Long-term, it was the right move.  I couldn't have the reputation as a guy who lost receipts, even though it made no sense that I could drive around the city and incur costs, pay for tolls and gas, and still have the full $200 in cash at the end of the day.  I was hired to keep track of that money, and I had to be responsible for it, in some form. 

The lead character in this film knows nothing about responsibility, and we see an evening in NYC spiral out of control because of it.  This, despite the fact that he shouldn't even BE in NYC with his young charges, he was hired to sit at home with them, and make sure they stayed at home, so that when their parents returned home, the kids would be there.  At home. 
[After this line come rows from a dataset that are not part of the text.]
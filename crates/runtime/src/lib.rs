//! Stevedore runtime: tool-call dispatch and the multi-round chat loop.
//!
//! This crate is the engine behind the gateway: it takes an inbound
//! OpenAI-compatible chat request, drives the model, executes any tool
//! calls the model emits against the configured backends, folds the
//! results back into the conversation, and repeats until the model
//! produces a tool-free answer or the round limit trips.
//!
//! # Overview
//!
//! The runtime is organized around these concepts:
//!
//! - **Conversation / Turn**: the internal, append-only representation of
//!   one request's message history.
//! - **ModelBackend**: a trait abstracting the model-completion
//!   collaborator (whole completions and chunk streams).
//! - **ToolClient / ToolTransport**: validation, deadline enforcement, and
//!   the opaque boundary to tool-execution backends.
//! - **dispatch**: bounded-concurrency fan-out of one assistant turn's
//!   tool calls with deterministic result ordering.
//! - **Orchestrator**: the round loop tying it all together.
//!
//! # Example
//!
//! ```ignore
//! use runtime::{Limits, OpenAiBackend, Orchestrator, ToolClient};
//! use registry::Registry;
//! use std::sync::Arc;
//!
//! # async fn example() -> runtime::Result<()> {
//! let backend = OpenAiBackend::builder("https://api.openai.com/v1")
//!     .api_key("sk-...")
//!     .build();
//! let registry = Arc::new(Registry::load("tools.toml").unwrap());
//! let client = ToolClient::new();
//!
//! let orchestrator = Orchestrator::new(Arc::new(backend), registry, client, Limits::default());
//! let completion = orchestrator.run(&request).await?;
//! # Ok(())
//! # }
//! ```

mod convo;
mod dispatch;
mod error;
mod model;
mod orchestrator;
pub mod translate;
mod tools;

pub use convo::{CallId, Conversation, ToolCallRequest, Turn};
pub use dispatch::{DispatchOptions, dispatch};
pub use error::{Error, Result};
pub use model::{ModelBackend, ModelError, ModelResponse, ModelStream, OpenAiBackend, OpenAiBackendBuilder};
pub use orchestrator::{Limits, Orchestrator};
pub use tools::{
    HttpToolServer, ToolClient, ToolFailure, ToolOutcome, ToolResult, ToolTransport, TransportError,
};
Now, I realize that might make for a boring film, a babysitter at home watching 3 kids, maybe making some popcorn, cleaning up a few messes, what have you.  But to have the terms of an agreement so quickly violated calls the whole sequence of events into question.  Before you know it, he's got the three kids packed up in the family minivan (which he was also expressly told not to drive) and they're headed for a New York City full of drug dealers, car thieves, gangs and wild parties.  And he leaves the kids alone, unsupervised, for long stretches of time.  Anyone else having a problem with this?   By rights the kids' pictures should have ended up on milk cartons, but since this is a movie, everything works out for the best somehow and everyone has learned a little bit more about themselves.  Right.

If you're playing along at home, when you're babysitting three kids, and told not to drive the family car, and there is an unspoken understanding that you are NOT going to drive the kids into Brooklyn and place their lives in jeopardy by not watching them, the best thing to do - scratch that, the ONLY acceptable thing to do when your girlfriend calls and asks you to come to a swingin' party is to say, "I can't do that, not tonight, because I'm babysitting."  Sorry, but that's the entire premise of the film, shot down in an instant.

I guess my life is boring, because my day on that music video shoot could have had me involved in a few more wild van chases, screaming at a toll booth clerk "I NEED to have that ENVELOPE!", getting punched out by a gang of bikers, almost getting arrested, and making a few drug deals on the side. 

And this is why you may not want to be me, and watch a new film a day for nearly four and a half years - because I spent nearly the whole film watching for NITPICK POINTS, wondering if it's possible to get from upstate New York (?) to midtown, to the Grand Prospect Hall in Brooklyn, to Chinatown/Lower East Side to Central Park (?) and back upstate all in the same night.  I kinda doubt it.  I guess it can, if you make a right turn off Houston St. and that takes you to the Central Park Carousel (impossible). 

UPDATE: I found a web-site with photos from the film and the shooting locations around NYC.  Someone on the IMDB message board was wondering where the suburban scenes were shot, since it doesn't look like Brooklyn, and I think they're right.  While IMDB says the film was shot in Manhattan and Brooklyn, I found another web-site that says they had a permit to shoot in Yonkers, so mystery solved.  I can almost make a map of their entire journey, from suburban Yonkers to the Brooklyn Historical Society in Brooklyn Heights, to the Grand Prospect Hall in Park Slope. Over to Chinatown in Manhattan, then a jewelry store in Queens (I'm guessing), a bar in Williamsburg and though that party could be set anywhere, if we assume Crown Heights, then logically that carousel is the one in Prospect Park, Brooklyn.  NITPICK POINT revoked, but I still think it's a longshot to do all that in a few hours.

Also starring Ari Graynor, Sam Rockwell (last seen in "Iron Man 2"), J.B Smoove (last seen in "We Bought a Zoo"), Max Records (last seen in "Where the Wild Things Are"), Landry Bender, Method Man, Bruce Altman (last seen in "Game Change"), with a cameo from Jackie Hoffman.